Muszę się pochwalić. Odbyłam ostatnio wspaniałą podróż do Toskanii. A to za sprawą bloga Poradnik Turystycznego Myślenia, jak również książki "Toskania, że mucha nie siada", autorstwa Anny Muchy.
Zaczęło się od tego, że odwiedziłam powyższy blog, zachwyciłam się wpisem jak również książką o tematyce Włoch a skutkiem tego była książkowa wymianka z autorką bloga. Tym sposobem stałam się posiadaczką owej interesującej książki. Szczerze mówiąc, gdy już do mnie dotarła miała poczekać na swoją kolej, a kolejka jest długa, jednak tak bardzo pasjonuje mnie wszystko, co dotyczy Włoch, że po prostu nie mogłam dłużej czekać. Musiałam wyruszyć w tę podróż natychmiast. A co ciekawe nie trwała ona długo, bo dwa dni dwa wieczory, w sumie kilka godzin.

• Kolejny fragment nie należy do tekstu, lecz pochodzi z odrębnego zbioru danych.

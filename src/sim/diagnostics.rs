//! 诊断日志
//!
//! 结构化的诊断记录：致命错误、丢包、协议时序告警。每条记录同时通过
//! `tracing` 输出，测试则可以直接对记录做断言。

use serde::Serialize;
use tracing::{debug, error, warn};

use super::time::SimTime;

/// 诊断级别
#[derive(Debug, Clone, Copy, PartialEq, Eq, Hash, Serialize)]
#[serde(rename_all = "snake_case")]
pub enum Severity {
    /// 违反不变量，仿真停止
    Fatal,
    /// 缓冲区满导致的丢包，仿真继续
    Drop,
    /// 协议时序异常，触发动作被跳过
    Warning,
}

#[derive(Debug, Clone, Serialize)]
pub struct Diagnostic {
    pub at: SimTime,
    pub severity: Severity,
    pub component: &'static str,
    pub operation: &'static str,
    pub message: String,
}

#[derive(Debug, Default)]
pub struct DiagnosticLog {
    entries: Vec<Diagnostic>,
}

impl DiagnosticLog {
    pub fn record(
        &mut self,
        at: SimTime,
        severity: Severity,
        component: &'static str,
        operation: &'static str,
        message: impl Into<String>,
    ) {
        let message = message.into();
        match severity {
            Severity::Fatal => error!(?at, component, operation, "{message}"),
            Severity::Warning => warn!(?at, component, operation, "{message}"),
            Severity::Drop => debug!(?at, component, operation, "🗑️  {message}"),
        }
        self.entries.push(Diagnostic {
            at,
            severity,
            component,
            operation,
            message,
        });
    }

    pub fn fatal(
        &mut self,
        at: SimTime,
        component: &'static str,
        operation: &'static str,
        message: impl Into<String>,
    ) {
        self.record(at, Severity::Fatal, component, operation, message);
    }

    pub fn drop_packet(
        &mut self,
        at: SimTime,
        component: &'static str,
        operation: &'static str,
        message: impl Into<String>,
    ) {
        self.record(at, Severity::Drop, component, operation, message);
    }

    pub fn warning(
        &mut self,
        at: SimTime,
        component: &'static str,
        operation: &'static str,
        message: impl Into<String>,
    ) {
        self.record(at, Severity::Warning, component, operation, message);
    }

    pub fn entries(&self) -> &[Diagnostic] {
        &self.entries
    }

    pub fn count(&self, severity: Severity) -> usize {
        self.entries
            .iter()
            .filter(|d| d.severity == severity)
            .count()
    }

    pub fn is_empty(&self) -> bool {
        self.entries.is_empty()
    }
}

Dzięki Ani, miałam przyjemność przez ten krótki czas delektować się smakami, zapachami,atmosferą tego niezwykłego regionu. Z przyjemnością oddawałam się lekturze poznając rodzaje serów, makaronów, jak również zwyczaje kulinarne charakterystyczne dla Włochów.
Zatonęłam w klimacie ciepła, serdeczności, życzliwości poznanych ludzi, znajomych pracowników czy właścicieli różnych lokali przedstawianych przez autorkę. Każdą z tych osób z przyjemnością poznałabym osobiście.
Podczas podróży obudziły się we mnie tęsknoty na toskańskie smaki i zapragnęłam skosztować wszystkiego po trochę. A już najbardziej spełnić swoje marzenie i odbyć tę podróż w sposób jak najbardziej rzeczywisty. Odwiedzić wspomniane miejsca, podziwiać wystrój tradycyjnych włoskich sklepów, wdychać zapachy suszonych pomidorów, wiszących na hakach kiełbas, dojrzewających serów...a już w szczególności zobaczyć na własne oczy pola lawendy i poczuć jej aromat w nozdrzach.
No cóż, może kiedyś się spełni...
Tymczasem u nas śnieżek prószy i toskańskich upałów brak:) pocieszam się moimi domowymi kwiatami. Cieszę się, że jeszcze kwitną bo lubię zawiesić na nich oko i poczuć się lepiej:)
Fiołki kupiłam kiedyś na wyprzedaży za 1 zł i spójrzcie tylko jakie są mi wdzięczne:)
Ten też dopiero późną jesienią się rozrósł i zaczął kwitnąć. A myślałam, że z niego już nic nie będzie.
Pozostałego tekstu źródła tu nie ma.